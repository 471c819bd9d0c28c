//! Per-file upload header derivation

use std::path::Path;

use crate::cache_control::render_cache_control;
use crate::config::MimeSettingsTable;
use crate::mime::MimeRegistry;

/// Canned ACL applied to every uploaded object
pub const UPLOAD_ACL: &str = "public-read";

/// Headers attached to a single object upload
#[derive(Debug, Clone, PartialEq, Eq)]
pub struct UploadHeaders {
    pub acl: &'static str,
    pub content_type: Option<String>,
    pub content_encoding: Option<String>,
    pub cache_control: Option<String>,
}

impl Default for UploadHeaders {
    fn default() -> Self {
        Self {
            acl: UPLOAD_ACL,
            content_type: None,
            content_encoding: None,
            cache_control: None,
        }
    }
}

/// Compute the upload headers for one file.
///
/// Text types get an explicit UTF-8 charset; the cache-control header
/// comes from the per-MIME-type settings table when an entry exists.
pub fn derive_headers(
    path: &Path,
    registry: &MimeRegistry,
    mime_types: &MimeSettingsTable,
) -> UploadHeaders {
    let (mime, encoding) = registry.guess(path);

    let content_type = mime.map(|mime| {
        if mime.starts_with("text/") {
            format!("{}; charset=UTF-8", mime)
        } else {
            mime.to_string()
        }
    });

    let cache_control = mime
        .and_then(|mime| mime_types.get(mime))
        .and_then(|settings| settings.cache_control.as_ref())
        .map(render_cache_control);

    UploadHeaders {
        acl: UPLOAD_ACL,
        content_type,
        content_encoding: encoding.map(str::to_string),
        cache_control,
    }
}
//! s3-deploy library - build-artifact deployment to S3 buckets

pub mod cache_control;
pub mod config;
pub mod headers;
pub mod mime;
pub mod selector;
pub mod storage;
pub mod uploader;

// Re-export commonly used types
pub use cache_control::{parse_duration_seconds, render_cache_control, CacheControlDirective};
pub use config::{load_config_file, merged_config, DeployConfig, Job, MimeSettingsTable};
pub use headers::{derive_headers, UploadHeaders};
pub use mime::MimeRegistry;
pub use selector::select_files;
pub use storage::{S3Storage, StorageClient};
pub use uploader::Uploader;
//! File selection by ordered include/exclude glob patterns

use std::collections::BTreeSet;
use std::path::{Path, PathBuf};

use globset::{GlobBuilder, GlobMatcher};
use thiserror::Error;
use tracing::warn;
use walkdir::WalkDir;

/// Errors from source resolution and pattern compilation
#[derive(Debug, Error)]
pub enum SelectError {
    #[error("invalid glob pattern `{pattern}`: {reason}")]
    InvalidPattern { pattern: String, reason: String },
    #[error("could not resolve source directory {path}: {source}")]
    Resolve {
        path: PathBuf,
        #[source]
        source: std::io::Error,
    },
}

/// Patterns used when a job specifies none: include everything,
/// drop macOS Finder metadata.
const DEFAULT_PATTERNS: &[&str] = &["**/*", "!**/.DS_Store"];

/// Resolve a job's source directory to an absolute path. Called
/// exactly once per job, before any matching.
pub fn resolve_src(src: &Path) -> Result<PathBuf, SelectError> {
    src.canonicalize().map_err(|e| SelectError::Resolve {
        path: src.to_path_buf(),
        source: e,
    })
}

/// Select paths under `src` by applying the job's match lines in
/// order.
///
/// Each non-blank line is one glob pattern (brace alternation and
/// recursive `**` supported); a `!` prefix removes its matches from
/// the accumulating set instead of adding them. Order is significant:
/// an exclusion applied before any inclusion removes nothing.
///
/// The returned set holds absolute paths of entries that existed at
/// selection time, directories included. Regular-file filtering
/// happens at upload time.
pub fn select_files(
    src: &Path,
    match_lines: Option<&str>,
) -> Result<BTreeSet<PathBuf>, SelectError> {
    let mut patterns: Vec<&str> = match_lines
        .map(|lines| {
            lines
                .lines()
                .map(str::trim)
                .filter(|line| !line.is_empty())
                .collect()
        })
        .unwrap_or_default();

    if patterns.is_empty() {
        patterns.extend_from_slice(DEFAULT_PATTERNS);
    }

    // One walk over the tree; every pattern matches against the same
    // relative path list.
    let entries = walk_tree(src);

    let mut selected: BTreeSet<String> = BTreeSet::new();
    for pattern in patterns {
        match pattern.strip_prefix('!') {
            Some(rest) => {
                let matcher = compile(rest)?;
                selected.retain(|relative| !matcher.is_match(relative));
            }
            None => {
                let matcher = compile(pattern)?;
                for relative in &entries {
                    if matcher.is_match(relative) {
                        selected.insert(relative.clone());
                    }
                }
            }
        }
    }

    Ok(selected
        .into_iter()
        .map(|relative| src.join(relative))
        .collect())
}

/// Collect every entry under `src` as a `/`-separated relative path.
/// Symlinks are not followed; inaccessible entries are logged and
/// skipped.
fn walk_tree(src: &Path) -> Vec<String> {
    let mut entries = Vec::new();

    for entry in WalkDir::new(src).min_depth(1).follow_links(false) {
        let entry = match entry {
            Ok(entry) => entry,
            Err(e) => {
                warn!("Failed to access entry during directory walk: {}", e);
                continue;
            }
        };

        let relative = entry
            .path()
            .strip_prefix(src)
            .unwrap_or(entry.path())
            .to_string_lossy()
            .replace('\\', "/");
        entries.push(relative);
    }

    entries
}

/// Compile one glob. `*` and `?` stop at path separators so that
/// non-`**` segments match a single component.
fn compile(pattern: &str) -> Result<GlobMatcher, SelectError> {
    GlobBuilder::new(pattern)
        .literal_separator(true)
        .build()
        .map(|glob| glob.compile_matcher())
        .map_err(|e| SelectError::InvalidPattern {
            pattern: pattern.to_string(),
            reason: e.to_string(),
        })
}
//! Configuration module - deployment jobs and per-type settings

use std::collections::BTreeMap;
use std::fs;
use std::path::{Path, PathBuf};

use serde::Deserialize;
use serde_yaml::Value;
use thiserror::Error;
use tracing::info;

use crate::cache_control::CacheControlDirective;

/// Errors raised while loading or merging configuration files
#[derive(Debug, Error)]
pub enum ConfigError {
    #[error("{path} was not a valid YAML file: {message}")]
    Parse { path: PathBuf, message: String },
    #[error("merged configuration is not a valid deployment config: {0}")]
    Shape(String),
}

/// One unit of work mapping a source directory to a destination
/// prefix under the job's match patterns
#[derive(Debug, Clone, Default, Deserialize)]
pub struct Job {
    pub name: Option<String>,
    /// Source directory; defaults to the build root
    pub src: Option<PathBuf>,
    /// Destination key prefix; defaults to empty
    pub dest: Option<String>,
    /// Newline-separated glob patterns, `!`-prefixed to exclude
    #[serde(rename = "match")]
    pub match_patterns: Option<String>,
}

/// Per-MIME-type upload settings
#[derive(Debug, Clone, Default, Deserialize)]
pub struct MimeTypeSettings {
    #[serde(rename = "CacheControl")]
    pub cache_control: Option<CacheControlDirective>,
}

/// Settings table keyed by MIME type string
pub type MimeSettingsTable = BTreeMap<String, MimeTypeSettings>;

/// The merged deployment configuration
#[derive(Debug, Clone, Deserialize)]
pub struct DeployConfig {
    #[serde(default = "default_version")]
    pub version: String,
    #[serde(rename = "mime-types", default)]
    pub mime_types: MimeSettingsTable,
    pub jobs: Option<Vec<Job>>,
}

fn default_version() -> String {
    "1".to_string()
}

/// Read one configuration file as raw YAML.
///
/// A file that cannot be opened is ignored (`Ok(None)`); a file that
/// opens but does not parse is a hard error.
pub fn load_config_file(path: &Path) -> Result<Option<Value>, ConfigError> {
    let content = match fs::read_to_string(path) {
        Ok(content) => content,
        Err(e) => {
            info!("{} could not be opened, ignoring: {}", path.display(), e);
            return Ok(None);
        }
    };

    match serde_yaml::from_str(&content) {
        Ok(value) => Ok(Some(value)),
        Err(e) => Err(ConfigError::Parse {
            path: path.to_path_buf(),
            message: e.to_string(),
        }),
    }
}

/// Deep-merge `overlay` over `base`: mappings merge key-wise, any
/// other overlay value wins outright.
pub fn merge_values(base: Value, overlay: Value) -> Value {
    match (base, overlay) {
        (Value::Mapping(mut base_map), Value::Mapping(overlay_map)) => {
            for (key, overlay_value) in overlay_map {
                let merged = match base_map.remove(&key) {
                    Some(base_value) => merge_values(base_value, overlay_value),
                    None => overlay_value,
                };
                base_map.insert(key, merged);
            }
            Value::Mapping(base_map)
        }
        (_, overlay) => overlay,
    }
}

/// Assemble the merged configuration: project-level values override
/// global-level ones, and the placeholder defaults (`version: "1"`,
/// empty `mime-types`) fill whatever remains unset.
pub fn merged_config(
    project: Option<Value>,
    global: Option<Value>,
) -> Result<DeployConfig, ConfigError> {
    let base = global.unwrap_or_else(|| Value::Mapping(Default::default()));
    let merged = match project {
        Some(overlay) => merge_values(base, overlay),
        None => base,
    };

    serde_yaml::from_value(merged).map_err(|e| ConfigError::Shape(e.to_string()))
}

+ + + + +

_The task_
Scan the lines above for the word "insert" and copy every one where it occurs.

_Response area_
                        selected.insert(relative.clone());
                base_map.insert(key, merged);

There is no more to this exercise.